The company thrived on a “razor and blade” business model-they would sell you a camera for $20 (or less) and make many times that amount on film and processing-or processing chemicals, if you were the do-it-yourself type. (One of the first advances over the original Kodak was replaceable film rolls, so you could reload your camera yourself and keep shooting, while your previous roll was being processed.) An event captured on film became “a Kodak moment.”

But things started to change in the late 1960s and early 1970s. Kodak started facing competition from other film manufacturing companies, most notably Fujifilm. (For a while they were so evenly matched they were referred to as a duopoly.)

Then in 1975, a Kodak engineer named Steve Sasson invented the first digital camera. It was about the size of a breadbox and took 23 seconds to capture a 0.01 megapixel black and white image, which was saved on a cassette tape. In 1976 another Kodak engineer, Bryce Bayer, patented what became known as the Bayer filter, a grid of very small red, green, and blue light filters which, when overlaid on a monochrome image sensor, made color digital photography possible. (Bayer filters as still used today-in fact there’s probably one in your camera.) The first building blocks of the digital photography revolution were in place.

For Kodak, it was the beginning of the end, but not because, as some myths would have it, they ignored the technology. Over the next few decades, Kodak spent billions of dollars on digital imaging research and development. They came up with some pretty good digital cameras and ranked first in sales in the early 2000s.

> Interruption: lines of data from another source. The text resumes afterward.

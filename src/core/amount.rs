use rust_decimal::prelude::ToPrimitive;
use rust_decimal::Decimal;
use serde::{Deserialize, Serialize};
use std::fmt;
use std::iter::Sum;
use std::ops::{Add, AddAssign, Neg, Sub};
use thiserror::Error;

/// Number of fractional digits carried by every ledger amount.
pub const MINOR_UNIT_SCALE: u32 = 2;

/// A signed ledger amount in currency minor units (cents).
///
/// Debits are positive and credits negative. All clearing arithmetic
/// happens on the integer representation, so tolerance checks never
/// drift the way floating point sums would.
///
/// # Examples
///
/// ```
/// use gl_clearing::core::amount::Amount;
///
/// let debit = Amount::parse("1.234,56").unwrap();
/// let credit = Amount::parse("1234.56-").unwrap();
/// assert_eq!(debit + credit, Amount::ZERO);
/// assert_eq!(debit.to_string(), "1234.56");
/// ```
#[derive(
    Debug, Clone, Copy, Default, PartialEq, Eq, Hash, PartialOrd, Ord, Serialize, Deserialize,
)]
#[serde(transparent)]
pub struct Amount(i64);

/// Errors arising from amount parsing.
#[derive(Debug, Clone, PartialEq, Eq, Error)]
pub enum AmountError {
    #[error("empty amount")]
    Empty,
    #[error("'{0}' is not a number")]
    NotNumeric(String),
    #[error("'{0}' has more than {MINOR_UNIT_SCALE} decimal places")]
    TooPrecise(String),
    #[error("'{0}' does not fit into the amount range")]
    Overflow(String),
    #[error("'{0}' is ambiguous: use a decimal comma when dots separate thousands")]
    AmbiguousSeparator(String),
}

impl Amount {
    pub const ZERO: Amount = Amount(0);

    /// Create an amount from a count of minor units.
    pub const fn from_minor(minor: i64) -> Self {
        Self(minor)
    }

    pub const fn minor(self) -> i64 {
        self.0
    }

    pub fn abs(self) -> Self {
        Self(self.0.saturating_abs())
    }

    pub fn is_zero(self) -> bool {
        self.0 == 0
    }

    pub fn is_debit(self) -> bool {
        self.0 > 0
    }

    pub fn checked_add(self, rhs: Amount) -> Option<Amount> {
        self.0.checked_add(rhs.0).map(Self)
    }

    /// Exact sum of `amounts`, or `None` if it does not fit an amount.
    ///
    /// Unlike `Sum`, which saturates, intermediate totals may leave the
    /// `i64` range as long as the final one fits.
    pub fn checked_sum<I: IntoIterator<Item = Amount>>(amounts: I) -> Option<Amount> {
        let total: i128 = amounts.into_iter().map(|a| i128::from(a.0)).sum();
        i64::try_from(total).ok().map(Self)
    }

    /// True if `|self| <= tolerance` (tolerance in minor units).
    pub fn within(self, tolerance: u64) -> bool {
        self.0.unsigned_abs() <= tolerance
    }

    /// Convert to a decimal in major units.
    pub fn to_decimal(self) -> Decimal {
        Decimal::new(self.0, MINOR_UNIT_SCALE)
    }

    /// Build from a decimal in major units. Fails if the value carries
    /// sub-minor-unit precision.
    pub fn from_decimal(value: Decimal) -> Result<Self, AmountError> {
        let scaled = value * Decimal::from(10_i64.pow(MINOR_UNIT_SCALE));
        if !scaled.fract().is_zero() {
            return Err(AmountError::TooPrecise(value.to_string()));
        }
        scaled
            .to_i64()
            .map(Self)
            .ok_or_else(|| AmountError::Overflow(value.to_string()))
    }

    /// Parse a ledger amount.
    ///
    /// Accepts plain decimals (`-1234.56`) and SAP list notation
    /// (`1.234,56-`): when a comma is present it is the decimal
    /// separator and dots are thousands separators. A trailing `-`
    /// negates the value.
    ///
    /// A comma-less value with exactly three digits after a single dot
    /// (`1.000`) could be either notation and is rejected.
    pub fn parse(input: &str) -> Result<Self, AmountError> {
        let trimmed = input.trim();
        if trimmed.is_empty() {
            return Err(AmountError::Empty);
        }

        let (body, negative) = match trimmed.strip_suffix('-') {
            Some(rest) => (rest.trim_end(), true),
            None => (trimmed, false),
        };

        let normalized = if body.contains(',') {
            body.replace('.', "").replace(',', ".")
        } else {
            if is_thousands_grouped(body) {
                return Err(AmountError::AmbiguousSeparator(input.to_string()));
            }
            body.to_string()
        };

        let mut value: Decimal = normalized
            .parse()
            .map_err(|_| AmountError::NotNumeric(input.to_string()))?;
        if negative {
            if value.is_sign_negative() {
                return Err(AmountError::NotNumeric(input.to_string()));
            }
            value = -value;
        }
        Self::from_decimal(value)
    }
}

/// `1.000`, `-12.500`: one dot, three fraction digits, a nonzero whole part.
fn is_thousands_grouped(body: &str) -> bool {
    let (whole, fraction) = match body.split_once('.') {
        Some(parts) => parts,
        None => return false,
    };
    let digits = whole.trim_start_matches(['-', '+']);
    fraction.len() == 3
        && fraction.bytes().all(|b| b.is_ascii_digit())
        && !digits.is_empty()
        && digits.bytes().all(|b| b.is_ascii_digit())
        && digits.bytes().any(|b| b != b'0')
}

impl fmt::Display for Amount {
    fn fmt(&self, f: &mut fmt::Formatter<'_>) -> fmt::Result {
        write!(f, "{}", self.to_decimal())
    }
}

impl Add for Amount {
    type Output = Amount;

    fn add(self, rhs: Amount) -> Amount {
        Amount(self.0.saturating_add(rhs.0))
    }
}

impl AddAssign for Amount {
    fn add_assign(&mut self, rhs: Amount) {
        self.0 = self.0.saturating_add(rhs.0);
    }
}

impl Sub for Amount {
    type Output = Amount;

    fn sub(self, rhs: Amount) -> Amount {
        Amount(self.0.saturating_sub(rhs.0))
    }
}

impl Neg for Amount {
    type Output = Amount;

    fn neg(self) -> Amount {
        Amount(self.0.saturating_neg())
    }
}

impl Sum for Amount {
    fn sum<I: Iterator<Item = Amount>>(iter: I) -> Amount {
        iter.fold(Amount::ZERO, |acc, a| acc + a)
    }
}

impl<'a> Sum<&'a Amount> for Amount {
    fn sum<I: Iterator<Item = &'a Amount>>(iter: I) -> Amount {
        iter.copied().sum()
    }
}

impl From<i64> for Amount {
    fn from(minor: i64) -> Self {
        Self(minor)
    }
}

#[cfg(test)]
mod tests {
    use super::*;
    use rust_decimal_macros::dec;

    #[test]
    fn test_parse_plain_decimal() {
        assert_eq!(Amount::parse("1234.56").unwrap(), Amount::from_minor(123_456));
        assert_eq!(Amount::parse("-0.05").unwrap(), Amount::from_minor(-5));
        assert_eq!(Amount::parse("100").unwrap(), Amount::from_minor(10_000));
    }

    #[test]
    fn test_parse_sap_notation() {
        assert_eq!(Amount::parse("1.234,56-").unwrap(), Amount::from_minor(-123_456));
        assert_eq!(Amount::parse("  12,00 ").unwrap(), Amount::from_minor(1_200));
        assert_eq!(Amount::parse("1.000.000,00").unwrap(), Amount::from_minor(100_000_000));
    }

    #[test]
    fn test_parse_rejects_garbage() {
        assert_eq!(Amount::parse(""), Err(AmountError::Empty));
        assert!(matches!(Amount::parse("abc"), Err(AmountError::NotNumeric(_))));
        assert!(matches!(Amount::parse("--5"), Err(AmountError::NotNumeric(_))));
        assert!(matches!(Amount::parse("0.005"), Err(AmountError::TooPrecise(_))));
    }

    #[test]
    fn test_parse_rejects_dot_grouped_thousands() {
        for input in ["1.000", "12.500-", "-1.005"] {
            assert_eq!(
                Amount::parse(input),
                Err(AmountError::AmbiguousSeparator(input.to_string()))
            );
        }
        assert_eq!(Amount::parse("0.000").unwrap(), Amount::ZERO);
        assert_eq!(Amount::parse("1.000,00").unwrap(), Amount::from_minor(100_000));
        assert_eq!(Amount::parse("1.50").unwrap(), Amount::from_minor(150));
    }

    #[test]
    fn test_checked_sum_is_exact() {
        let amounts = [i64::MAX, 1, -i64::MAX].map(Amount::from_minor);
        let saturated: Amount = amounts.iter().sum();
        assert_eq!(saturated, Amount::ZERO);
        assert_eq!(Amount::checked_sum(amounts), Some(Amount::from_minor(1)));

        let too_big = [i64::MAX, 1].map(Amount::from_minor);
        assert_eq!(Amount::checked_sum(too_big), None);
        assert_eq!(Amount::from_minor(i64::MAX).checked_add(Amount::from_minor(1)), None);
    }

    #[test]
    fn test_decimal_conversion() {
        let amount = Amount::from_decimal(dec!(19.99)).unwrap();
        assert_eq!(amount.minor(), 1_999);
        assert_eq!(amount.to_decimal(), dec!(19.99));
    }

    #[test]
    fn test_within_tolerance() {
        assert!(Amount::from_minor(3).within(5));
        assert!(Amount::from_minor(-5).within(5));
        assert!(!Amount::from_minor(-6).within(5));
        assert!(Amount::ZERO.within(0));
    }

    #[test]
    fn test_sum_and_display() {
        let total: Amount = [150, -50, -100].into_iter().map(Amount::from_minor).sum();
        assert!(total.is_zero());
        assert_eq!(Amount::from_minor(-1_050).to_string(), "-10.50");
    }
}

But Kodak’s early lead in digital camera sales vanished, overtaken by competitors like Nikon, Canon, Sony, and Fuji. One problem was that Kodak’s meticulous “slow and steady” approach to research and development was ill-suited to digital imaging, where technology progressed so quickly camera designs would be obsolete before they even hit the assembly line. An even bigger problem was Kodak was still trying to make the “razor and blade” model work.

A classic example-the Advantix Preview Camera. It used film, (the Advanced Photo System or APS format, which never caught on) but had an LCD viewfinder on the back to preview images. But the camera would only store one image at a time, which could not be downloaded from the camera. The reason for the LCD? So you could decide which pictures you wanted to print at a time when people were starting to forego printing, and just store (and share) their pictures on computers.

Worldwide, sales of film peaked in 2001. Then sales started to decline and cratered as digital cameras took over. So one-half of the Kodak business plan-the film, processing, and printing “blades”-collapsed. Then cell phone cameras arrived, and the market for low-end digital cameras-the “razors”-imploded.

In 2012 Kodak was forced to declare bankruptcy, and it was all over.

Except it wasn’t. A much smaller Eastman Kodak emerged from the bankruptcy ashes in 2013, now focused on chemicals and imaging for business. The Kodak website now has five categories: “Print”, “Advanced Materials and Chemicals”, “Motion Picture”, “Consumer”, and “Company”. Under Consumer you can find a lot of stuff with Kodak logos on them, mostly made under license-including their digital cameras.

If you want to find Kodak film (which is still being manufactured in Rochester), you need to go to a British site, kodakalaris.com, which ended up as co-owners of the still film part of the business as part of the bankruptcy settlement.

An unexpected turn in Kodak’s fortunes came on July 28, 2020, when the company won a $765 million government loan to establish a pharmaceutical division manufacturing ingredients for generic drugs. Another unexpected turn came on August 7, when the deal was put on hold after allegations surfaced of possible insider trading, on both the business and government side of things.

The Attorney General of New York launched an investigation and got a court order requiring Kodak officials to testify. That was in June of 2021. Since then, nothing much seems to have happened, and both the original government deal and legal actions seem to be in limbo.

We’ll just have to see what develops.